2006/05/04 TROブルージェイズ VS BOSレッドソックス


2連戦のゲーム1@フェンウェイパーク(解説 椎葉努さん)

試合時間がすこし長かったことを除くと(3時間38分)、本当に見ごたえのある面白いゲームだった。

試合開始時から降っていた霧状の雨が最後までやまず、選手達を苦しめる悪いコンディションのなか、試合は3-0、3-3、4-3、4-5、6-5,6-6とめまぐるしくリードが変わるシーソーゲームの様相。

6対6の同点で迎えた9回、両チームとも自慢のクローザーを投入した。

レッドソックスのクローザーは、4月に月間新人賞を獲得した今季からの新クローザージョナサン・パペルボン投手。

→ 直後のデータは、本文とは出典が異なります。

//! Read-only stores over the cultural dataset.
//!
//! [`KnowledgeBase`] groups records per category for the reasoning engine's
//! per-collection scans. [`RetrievalStore`] keeps the same records as one
//! flat ordered collection and returns all of them: ranking is delegated to
//! the generation-based semantic filter, not done here.

use super::items::{CulturalItem, ItemKind};

/// Records grouped per category, scan order fixed by [`ItemKind::all`]
#[derive(Debug, Clone, Default)]
pub struct KnowledgeBase {
    groups: Vec<(ItemKind, Vec<CulturalItem>)>,
}

impl KnowledgeBase {
    pub fn from_items(items: Vec<CulturalItem>) -> Self {
        let mut groups: Vec<(ItemKind, Vec<CulturalItem>)> =
            ItemKind::all().iter().map(|k| (*k, Vec::new())).collect();
        for item in items {
            let kind = item.kind();
            if let Some((_, group)) = groups.iter_mut().find(|(k, _)| *k == kind) {
                group.push(item);
            }
        }
        Self { groups }
    }

    pub fn groups(&self) -> &[(ItemKind, Vec<CulturalItem>)] {
        &self.groups
    }

    pub fn group(&self, kind: ItemKind) -> &[CulturalItem] {
        self.groups
            .iter()
            .find(|(k, _)| *k == kind)
            .map(|(_, items)| items.as_slice())
            .unwrap_or(&[])
    }

    pub fn iter(&self) -> impl Iterator<Item = &CulturalItem> {
        self.groups.iter().flat_map(|(_, items)| items.iter())
    }

    pub fn len(&self) -> usize {
        self.groups.iter().map(|(_, items)| items.len()).sum()
    }

    pub fn is_empty(&self) -> bool {
        self.len() == 0
    }
}

/// Flat ordered record collection
#[derive(Debug, Clone, Default)]
pub struct RetrievalStore {
    docs: Vec<CulturalItem>,
}

impl RetrievalStore {
    pub fn from_items(docs: Vec<CulturalItem>) -> Self {
        Self { docs }
    }

    /// Every record in load order; no query-time filtering at this layer
    pub fn all(&self) -> &[CulturalItem] {
        &self.docs
    }

    pub fn len(&self) -> usize {
        self.docs.len()
    }

    pub fn is_empty(&self) -> bool {
        self.docs.is_empty()
    }
}

/// Truncate prose to at most `max_chars` characters on a char boundary,
/// appending an ellipsis when shortened.
pub fn excerpt(text: &str, max_chars: usize) -> String {
    if text.chars().count() <= max_chars {
        return text.to_string();
    }
    let cut: String = text.chars().take(max_chars).collect();
    format!("{}...", cut.trim_end())
}

#[cfg(test)]
mod tests {
    use super::*;
    use crate::knowledge::dataset;

    #[test]
    fn knowledge_base_groups_by_kind() {
        let kb = KnowledgeBase::from_items(dataset::builtin());
        assert!(!kb.group(ItemKind::Festival).is_empty());
        assert!(!kb.group(ItemKind::Proverb).is_empty());
        assert_eq!(kb.len(), kb.iter().count());
        for item in kb.group(ItemKind::Festival) {
            assert_eq!(item.kind(), ItemKind::Festival);
        }
    }

    #[test]
    fn retrieval_store_returns_everything_in_order() {
        let items = dataset::builtin();
        let first = items[0].clone();
        let store = RetrievalStore::from_items(items);
        assert_eq!(store.all()[0], first);
        assert!(store.len() > 10);
    }

    #[test]
    fn excerpt_truncates_on_char_boundary() {
        assert_eq!(excerpt("short", 100), "short");
        let long = "a".repeat(150);
        let cut = excerpt(&long, 100);
        assert_eq!(cut.chars().count(), 103); // 100 chars + "..."
        assert!(cut.ends_with("..."));
        // Multi-byte input must not panic
        let accented = "é".repeat(120);
        assert!(excerpt(&accented, 100).ends_with("..."));
    }
}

パペルボンは、昨年終盤から連続無失点(21.1イニング)を継続中で、これまでのセープ機会では、すべて成功していた。
しかし、この日は9回表に連打で失点し、キャリア初となるセーブ失敗を記録。(10セーブ/11セープ機会)

ブルージェイスのクローザーは、今オフ、リリーパーとして史上最高額の年俸で契約したBJ・ライアン投手。
1点をリードして登場した9回裏2アウトを簡単にとった後、味方の守備のミスが重なり振り逃げで出塁したランナーに3塁まで進まれても、ライアンはまったく動じなかった。
最後のバッター、ジェイソン・バリテックをスイングアウトの三振に仕留め、今季6セープ目(6セーブ機会)を挙げ、ルーキーに格の違いを見せた。

今年、ブルージェイスのスプリングトレーニングを取材したときに、BJライアン選手にいいクローザーであるのに何が一番必要かを聞いたことがある。
すると、ライアン投手は“それはショートメモリーになることだよ”(すぐに忘れてしまうということ)

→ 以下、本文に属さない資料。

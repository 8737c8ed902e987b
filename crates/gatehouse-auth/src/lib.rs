//! Gatehouse Auth — password verification, session token
//! issuance/validation with the liveness fast path, and the
//! authorization gate.

pub mod authz;
pub mod config;
pub mod error;
pub mod password;
pub mod service;
pub mod token;

pub use config::AuthConfig;
pub use error::AuthError;
pub use service::{SessionOutput, SessionProfile, SessionService};
pub use token::SessionClaims;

いいパフォーマンスをしようが、打たれようが気持ちを切り替えて毎試合自信をもってマウンドに上がることが出来ることがクローザーとして一番大切な資質なのだという。

次の登板で、どれだけ気持ちを切り替えて、自信をもってマウンドに上がることが出来るか?
新クローザー、パペルボン投手のの真価はこれから問われる。